Chapter 16
Rick stared into the crack and was amazed. Then heard that in his head and thought it sounded a bit weird – but that did not rob it of its truth.
They were lit by the dishes of perpetual fire which had seemed to be a trademark of the original Temple. Clearly, the Temple Builders had not needed a Zippo – and somehow managed to at least pass that knowledge onto the Greek imp who’d built the Library. Whoever he had hired to build the place was probably a cowboy though – considering one tiny grenade and suddenly the whole thing begins to collapse.
Well, one crack in a wall – but who knew it could be more? In fact, with tons of ocean above them, it was probably the single most terrifying musing he could have had.
Because of the light around them, the light he saw coming through the crack was faint but it was most definitely there. It was most striking because of its stark dissimilarity to the orange glow around them. It seemed colder, pulsing and somehow strangely familiar.
“What do you think?” he asked Andrew, “Ancient fire exit?”
“That makes me a little worried the door might be alarmed,” Andrew answered.
Rick considered for a moment, on the one hand, they could stay where they were – hoped that Ruth would send someone else to come and pick them up in time – though with the remaining powers that they had between them they’d need James Cameron’s expedition crew and Celine Dion’s warbling voice to get them back to the surface; or they could press forward – open up perhaps a second structurally unsound room and find themselves crushed by the remaining rock and certainly in Andrew’s case by the cold unrelenting oceanic pressure Rick could feel at the back of his lizard brain.
When faced with a decision like that he knew most people froze, unable to choose between the two (even if in this case that meant a default to one).

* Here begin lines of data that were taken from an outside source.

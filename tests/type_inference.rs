// パス: tests/type_inference.rs
// 役割: 呼び出し境界を跨ぐ遅延型推論のシナリオテスト
// 意図: 逆伝播・宣言推論・定数参照・スレッド座標の型決定を固定する
// 関連ファイル: src/translator.rs, src/function_node.rs
#[path = "test_support.rs"]
mod support;

use std::collections::BTreeMap;

use kernellang::{ArgumentTypeHints, ConstantValue, KernelFunctionSpec, KernelSpec, VarType};
use support::BuilderFixture;

fn integer_hinted_kernel(source: &str, aux: &str) -> BuilderFixture {
    let mut spec = KernelSpec::new(source);
    spec.argument_types = Some(ArgumentTypeHints::Positional(vec![VarType::Integer]));
    spec.functions.push(KernelFunctionSpec {
        source: aux.to_string(),
        name: None,
        argument_types: None,
        return_type: None,
    });
    BuilderFixture::from_kernel(&spec)
}

#[test]
/// ヒント無しのルート引数は汎用数値型に落ちる。
fn unhinted_root_arguments_default_to_number() {
    let mut fixture = BuilderFixture::root_only("function (v1, v2) { return v1 + v2; }");
    fixture.trace_root();
    let node = fixture.builder.get_mut("kernel").expect("root");
    assert_eq!(node.get_argument_type("v1", None), VarType::Number);
    assert_eq!(node.get_argument_type("v2", None), VarType::Number);
    assert_eq!(node.return_type(), VarType::Number);
}

#[test]
/// 呼び出し元の実引数型が呼び出し先の仮引数へ逆伝播し、戻り値型まで届く。
fn caller_argument_types_back_propagate() {
    let mut fixture = integer_hinted_kernel(
        "function (x) { return addOne(x); }",
        "function addOne(n) { return n + 1; }",
    );
    fixture.trace_root();
    let add_one = fixture.builder.get_mut("addOne").expect("addOne");
    assert_eq!(add_one.argument_types, [Some(VarType::Integer)]);
    assert_eq!(
        fixture.builder.lookup_return_type("addOne"),
        Some(VarType::Integer)
    );
    // ルートは呼び出し先より先に描画されるため、描画時点の照会は未解決のまま
    assert_eq!(fixture.builder.lookup_return_type("kernel"), None);
}

#[test]
/// 同一関数を異なる型で呼んでも、最初の呼び出し位置の型が残る。
fn first_call_site_wins() {
    let mut fixture = integer_hinted_kernel(
        "function (x) { var f = 0.5; return twice(x) + twice(f); }",
        "function twice(n) { return n + n; }",
    );
    fixture.trace_root();
    let twice = fixture.builder.get_mut("twice").expect("twice");
    // 2 つ目の呼び出し位置は Number を記録しているが、再導出はしない
    assert_eq!(twice.argument_types, [Some(VarType::Integer)]);
    assert_eq!(
        fixture.builder.lookup_return_type("twice"),
        Some(VarType::Integer)
    );
}

#[test]
/// ローカル宣言は初期化式から型を推論して登録される。
fn declarations_are_inferred_from_initializers() {
    let mut fixture = BuilderFixture::root_only(
        "function () { var i = 1; var f = 2.5; var b = true; var a = [1, 2]; var u; return f; }",
    );
    fixture.trace_root();
    let node = fixture.builder.get("kernel").expect("root");
    assert_eq!(node.declarations.get("i"), Some(&VarType::Integer));
    assert_eq!(node.declarations.get("f"), Some(&VarType::Number));
    assert_eq!(node.declarations.get("b"), Some(&VarType::Boolean));
    assert_eq!(node.declarations.get("a"), Some(&VarType::Array));
    // 初期化子なしは汎用数値型
    assert_eq!(node.declarations.get("u"), Some(&VarType::Number));
    assert_eq!(node.raw_return_type(), Some(VarType::Number));
}

#[test]
/// 整数同士の算術は整数、片方が浮動小数なら汎用数値、比較は真偽値。
fn arithmetic_type_joins() {
    let mut fixture = BuilderFixture::root_only(
        "function () { var n = 1 + 2; var m = 1 + 2.5; var c = 1 < 2; return n; }",
    );
    fixture.trace_root();
    let node = fixture.builder.get("kernel").expect("root");
    assert_eq!(node.declarations.get("n"), Some(&VarType::Integer));
    assert_eq!(node.declarations.get("m"), Some(&VarType::Number));
    assert_eq!(node.declarations.get("c"), Some(&VarType::Boolean));
    assert_eq!(node.raw_return_type(), Some(VarType::Integer));
}

#[test]
/// 定数参照は `constantTypes` を優先し、無ければ値から導出する。
fn constants_resolve_through_this_reference() {
    let mut spec = KernelSpec::new(
        "function () { var a = this.constants.SIZE; var b = this.constants.SCALE; return a; }",
    );
    let mut constants = BTreeMap::new();
    constants.insert("SIZE".to_string(), ConstantValue::Int(64));
    constants.insert("SCALE".to_string(), ConstantValue::Float(0.5));
    let mut constant_types = BTreeMap::new();
    constant_types.insert("SIZE".to_string(), VarType::Float);
    spec.constants = constants;
    spec.constant_types = constant_types;
    let mut fixture = BuilderFixture::from_kernel(&spec);
    fixture.trace_root();
    let node = fixture.builder.get("kernel").expect("root");
    // SIZE は明示タグ、SCALE は値からの導出
    assert_eq!(node.declarations.get("a"), Some(&VarType::Float));
    assert_eq!(node.declarations.get("b"), Some(&VarType::Number));
}

#[test]
/// スレッド座標・出力寸法の参照は整数。
fn thread_coordinates_are_integer() {
    let mut fixture = BuilderFixture::root_only(
        "function () { var x = this.thread.x; var w = this.output.x; return x; }",
    );
    fixture.trace_root();
    let node = fixture.builder.get("kernel").expect("root");
    assert_eq!(node.declarations.get("x"), Some(&VarType::Integer));
    assert_eq!(node.declarations.get("w"), Some(&VarType::Integer));
    assert_eq!(node.raw_return_type(), Some(VarType::Integer));
}

#[test]
/// 添字アクセスの読み出しは汎用数値型とみなす。
fn indexed_reads_are_number() {
    let mut spec = KernelSpec::new("function (data) { var v = data[0]; return v; }");
    spec.argument_types = Some(ArgumentTypeHints::Positional(vec![VarType::Array]));
    let mut fixture = BuilderFixture::from_kernel(&spec);
    fixture.trace_root();
    let node = fixture.builder.get("kernel").expect("root");
    assert_eq!(node.declarations.get("v"), Some(&VarType::Number));
}

#[test]
/// 明示された戻り値型は推論で上書きされない。
fn explicit_return_type_wins_over_inference() {
    let mut spec = KernelSpec::new("function (x) { return toInt(x); }");
    spec.functions.push(KernelFunctionSpec {
        source: "function toInt(v) { return v; }".to_string(),
        name: None,
        argument_types: None,
        return_type: Some(VarType::Integer),
    });
    let mut fixture = BuilderFixture::from_kernel(&spec);
    fixture.trace_root();
    assert_eq!(
        fixture.builder.lookup_return_type("toInt"),
        Some(VarType::Integer)
    );
}

#[test]
/// ループ本体を含む描画でも状態スタックは均衡し、描画は成功する。
fn loop_bodies_balance_translation_states() {
    let mut fixture = BuilderFixture::root_only(
        "function (n) {\n\
         var total = 0;\n\
         for (var i = 0; i < n; i++) { total += i; }\n\
         while (total > 100) { total -= 1; }\n\
         do { total++; } while (false);\n\
         return total;\n\
         }",
    );
    let rendered = fixture.render("kernel").expect("render with loops");
    assert!(rendered.contains("for (var i = 0;"));
    let node = fixture.builder.get("kernel").expect("root");
    assert_eq!(node.state(), None);
}
// パス: src/lexer.rs
// 役割: カーネル関数サブセットの字句解析器とトークン定義を提供する
// 意図: 構文解析に必要な位置付きトークンを生成する
// 関連ファイル: src/parser/mod.rs, src/errors.rs, tests/lexer_parser.rs
//! 字句解析モジュール
//!
//! - カーネル関数として許容するスクリプト言語サブセットをトークン列へ変換する。
//! - 正規表現ライブラリを使わず、カーソル走査で実装する。
//! - すべてのトークンに行・列・バイト位置を記録し、診断情報と連携させる。

use std::collections::HashMap;

use once_cell::sync::Lazy;

use crate::errors::ParseError;

#[derive(Debug, Clone, PartialEq, Eq)]
/// 生成されたトークンとその位置情報を保持するレコード。
pub struct Token {
    pub kind: TokenKind,
    pub value: String,
    pub pos: usize,
    pub line: usize,
    pub col: usize,
}

#[derive(Debug, Clone, Copy, PartialEq, Eq, Hash)]
/// 字句解析で識別されるトークンの分類。
pub enum TokenKind {
    EOF,
    // 区切り記号
    LPAREN,
    RPAREN,
    LBRACE,
    RBRACE,
    LBRACK,
    RBRACK,
    COMMA,
    SEMI,
    DOT,
    // 代入演算子
    ASSIGN,
    PLUSASSIGN,
    MINUSASSIGN,
    STARASSIGN,
    SLASHASSIGN,
    PERCENTASSIGN,
    // 比較演算子
    EQ,    // `==`
    SEQ,   // `===`
    NE,    // `!=`
    SNE,   // `!==`
    LT,
    LE,
    GT,
    GE,
    // 算術・ビット演算子
    PLUS,
    MINUS,
    STAR,
    SLASH,
    PERCENT,
    AMP,
    BAR,
    CARET,
    TILDE,
    SHL,  // `<<`
    SHR,  // `>>`
    USHR, // `>>>`
    // 論理・単項演算子
    ANDAND,
    OROR,
    NOT,
    INC,
    DEC,
    // リテラル分類
    INT,
    FLOAT,
    HEX,
    OCT,
    BIN,
    STRING,
    // 識別子・キーワード
    IDENT,
    FUNCTION,
    RETURN,
    IF,
    ELSE,
    FOR,
    WHILE,
    DO,
    BREAK,
    CONTINUE,
    VAR,
    LET,
    CONST,
    TRUE,
    FALSE,
    THIS,
    DEBUGGER,
}

/// 予約語からトークン分類への変換表。
static KEYWORDS: Lazy<HashMap<&'static str, TokenKind>> = Lazy::new(|| {
    HashMap::from([
        ("function", TokenKind::FUNCTION),
        ("return", TokenKind::RETURN),
        ("if", TokenKind::IF),
        ("else", TokenKind::ELSE),
        ("for", TokenKind::FOR),
        ("while", TokenKind::WHILE),
        ("do", TokenKind::DO),
        ("break", TokenKind::BREAK),
        ("continue", TokenKind::CONTINUE),
        ("var", TokenKind::VAR),
        ("let", TokenKind::LET),
        ("const", TokenKind::CONST),
        ("true", TokenKind::TRUE),
        ("false", TokenKind::FALSE),
        ("this", TokenKind::THIS),
        ("debugger", TokenKind::DEBUGGER),
    ])
});

#[derive(Debug)]
/// 行頭オフセットを事前計算し、行・列情報を素早く算出するヘルパ。
pub(crate) struct LineMap {
    starts: Vec<usize>,
}

impl LineMap {
    /// 入力全体を 1 度だけ走査して行頭インデックスを収集する。
    pub(crate) fn new(src: &str) -> Self {
        let mut starts = vec![0];
        for (idx, ch) in src.char_indices() {
            if ch == '\n' {
                let next = idx + ch.len_utf8();
                if next <= src.len() {
                    starts.push(next);
                }
            }
        }
        Self { starts }
    }

    /// 指定バイト位置の行番号と桁位置を返す。
    pub(crate) fn locate(&self, src: &str, pos: usize) -> (usize, usize) {
        let idx = match self.starts.binary_search(&pos) {
            Ok(i) => i,
            Err(0) => 0,
            Err(i) => i - 1,
        };
        let line = idx + 1;
        let start = self.starts[idx];
        let col = src[start..pos].chars().count() + 1;
        (line, col)
    }

    /// 指定行に対応するテキスト断片を返す（改行は除去する）。
    pub(crate) fn line_text<'a>(&self, src: &'a str, line: usize) -> &'a str {
        if line == 0 {
            return "";
        }
        let idx = line - 1;
        if idx >= self.starts.len() {
            return "";
        }
        let start = self.starts[idx];
        let end = self.starts.get(idx + 1).copied().unwrap_or(src.len());
        let slice = &src[start..end];
        slice.strip_suffix('\n').unwrap_or(slice)
    }
}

Rick was not so indecisive and so swung the nearest pick-up-able object (a black marble statue of the Egyptian goddess Bastet) directly into the point nearest the crack.
“What are you doing?” Andrew cried at him, obviously having the same fears Rick had just worked his way through.
“Well, there’s something back there and I for one don’t want to sit around waiting for trench-bollock to develop, do you?” he threw back.
“That is not a real thing.”
“It is, a friend of mine nearly died from it in ’Nam.”
“You were not in Vietnam.”
“Sure I was, Shrinks Without Borders – 2011. Although by the end of it we referred to it as Shrivels Without Borders. He didn’t find it particularly funny. Still has ten kids now with only one bollock, bloody breeders.”
“You have so much wrong with you in one sentence.”
“Give me a hand and call me a dick later.”
Andrew did pick up a rather hefty looking gold-plated staff that he hoped (quite faintly) wasn’t valuable and began to attack the crumbling section of the mural. They struck in rhythm, slowly but surely widening the crack, each blow causing an involuntary raising of the hackles sure that it would be the one which broke the ceiling’s back and ended it all.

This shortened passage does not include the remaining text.